TPM (Transcripts Per Million) partially fixes this by normalizing to a constant sum (1 million per sample), but it still represents relative abundance within a sample's sequenced population, not absolute abundance. Neither TPM nor FPKM should be used for differential expression testing.

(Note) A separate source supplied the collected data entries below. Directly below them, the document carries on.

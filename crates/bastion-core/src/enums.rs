//! Enumeration types used throughout the simulation.

use serde::{Deserialize, Serialize};

/// What occupies a grid cell's terrain.
///
/// Serialized as its integer code so level files stay compact.
#[derive(Debug, Clone, Copy, Default, PartialEq, Eq, Hash, Serialize, Deserialize)]
#[serde(into = "u8", try_from = "u8")]
pub enum CellKind {
    /// Buildable ground.
    #[default]
    Empty,
    /// Part of the enemy path.
    Path,
    /// Where enemies enter.
    SpawnPoint,
    /// Where enemies leave (and cost the player lives).
    ExitPoint,
    /// Blocked, not buildable.
    Obstacle,
}

impl CellKind {
    /// Cells enemies may walk on.
    pub fn is_walkable(self) -> bool {
        matches!(self, Self::Path | Self::SpawnPoint | Self::ExitPoint)
    }
}

impl From<CellKind> for u8 {
    fn from(kind: CellKind) -> u8 {
        match kind {
            CellKind::Empty => 0,
            CellKind::Path => 1,
            CellKind::SpawnPoint => 2,
            CellKind::ExitPoint => 3,
            CellKind::Obstacle => 4,
        }
    }
}

impl TryFrom<u8> for CellKind {
    type Error = String;

    fn try_from(code: u8) -> Result<Self, Self::Error> {
        match code {
            0 => Ok(Self::Empty),
            1 => Ok(Self::Path),
            2 => Ok(Self::SpawnPoint),
            3 => Ok(Self::ExitPoint),
            4 => Ok(Self::Obstacle),
            other => Err(format!("unknown cell code {other}")),
        }
    }
}

/// Enemy archetypes.
#[derive(Debug, Clone, Copy, Default, PartialEq, Eq, Hash, PartialOrd, Ord, Serialize, Deserialize)]
pub enum EnemyKind {
    #[default]
    Basic,
    /// Light and quick, with a periodic speed boost.
    Fast,
    /// Armored, and bursts on death damaging nearby enemies.
    Tank,
    /// Stuns towers in reach while walking.
    TowerAttacker,
}

impl EnemyKind {
    pub const ALL: [EnemyKind; 4] = [Self::Basic, Self::Fast, Self::Tank, Self::TowerAttacker];
}

/// Tower archetypes.
#[derive(Debug, Clone, Copy, Default, PartialEq, Eq, Hash, PartialOrd, Ord, Serialize, Deserialize)]
pub enum TowerKind {
    /// Instant direct damage.
    #[default]
    Basic,
    /// Area-of-effect shells.
    AoeCannon,
    /// Long range, slow rate, critical hits.
    Sniper,
    /// Slowing projectiles.
    Slow,
}

impl TowerKind {
    pub const ALL: [TowerKind; 4] = [Self::Basic, Self::AoeCannon, Self::Sniper, Self::Slow];
}

/// Enemy lifecycle phase.
#[derive(Debug, Clone, Copy, Default, PartialEq, Eq, Serialize, Deserialize)]
pub enum EnemyPhase {
    /// Created this tick, not yet moved.
    #[default]
    Spawned,
    /// Following the path.
    Walking,
    /// Following the path while periodically attacking a tower.
    AttackingTower,
    /// Health reached zero; awaiting removal.
    Dead,
    /// Reached the final path vertex.
    ReachedExit,
}

impl EnemyPhase {
    /// Dead and ReachedExit are terminal.
    pub fn is_terminal(self) -> bool {
        matches!(self, Self::Dead | Self::ReachedExit)
    }
}

/// Tower lifecycle phase.
#[derive(Debug, Clone, Copy, Default, PartialEq, Eq, Serialize, Deserialize)]
pub enum TowerPhase {
    /// No target.
    #[default]
    Idle,
    /// Target acquired this tick; cooldown starts next tick.
    Acquiring,
    /// Tracking a target and firing on cooldown.
    Engaging,
    /// Disabled by an enemy; cooldown frozen.
    Stunned,
    /// Health reached zero; can be repaired.
    Destroyed,
}

/// Wave scheduler phase.
#[derive(Debug, Clone, Copy, Default, PartialEq, Eq, Serialize, Deserialize)]
pub enum WavePhase {
    /// No level started.
    #[default]
    Idle,
    /// Waiting out the delay before the next wave.
    CountingDown,
    /// Spawning or waiting for the current wave's enemies to resolve.
    Spawning,
    /// Every wave has completed.
    AllComplete,
}

/// Overall game phase.
#[derive(Debug, Clone, Copy, Default, PartialEq, Eq, Serialize, Deserialize)]
pub enum GamePhase {
    #[default]
    MainMenu,
    Active,
    Paused,
    Victory,
    Defeat,
}

impl GamePhase {
    /// Whether the level has ended one way or the other.
    pub fn is_over(self) -> bool {
        matches!(self, Self::Victory | Self::Defeat)
    }
}

/// Built-in scenario presets.
#[derive(Debug, Clone, Copy, Default, PartialEq, Eq, Hash, Serialize, Deserialize)]
pub enum ScenarioId {
    /// Straight path, three waves.
    #[default]
    Easy,
    /// L-shaped path, more waves.
    Medium,
    /// L-shaped path with obstacles and heavy waves.
    Hard,
}

impl ScenarioId {
    pub const ALL: [ScenarioId; 3] = [Self::Easy, Self::Medium, Self::Hard];
}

Unit	Within-sample comparable	Between-sample comparable	Use for DE
Raw counts	No	No	Yes (with DE tools)
CPM	No (no length correction)	Only with TMM/RLE factors	No
FPKM/RPKM	Yes	No	No
TPM	Yes	Partially (same composition caveat)	No
Normalized counts	No	Yes	Via DE tool
VST/rlog	No	Yes	No (use for viz)

Computing TPM

Goal: Convert raw counts to TPM for within-sample gene expression comparison.

Approach: Divide each gene's count by its effective length (in kilobases), then normalize so the column sums to 1 million.

import pandas as pd
import numpy as np

def counts_to_tpm(counts, gene_lengths):
    '''Convert raw counts to TPM. gene_lengths in bp.'''
    rate = counts.div(gene_lengths / 1000, axis=0)  # RPK
    tpm = rate.div(rate.sum(axis=0), axis=1) * 1e6
    return tpm

counts_to_tpm <- function(counts, gene_lengths) {
    rate <- counts / (gene_lengths / 1000)  # RPK
    tpm <- t(t(rate) / colSums(rate)) * 1e6
    return(tpm)
}

Variance-Stabilizing Transformations

VST (DESeq2)

Goal: Transform counts so that variance is approximately constant across the mean, suitable for PCA, heatmaps, clustering, and distance-based analyses.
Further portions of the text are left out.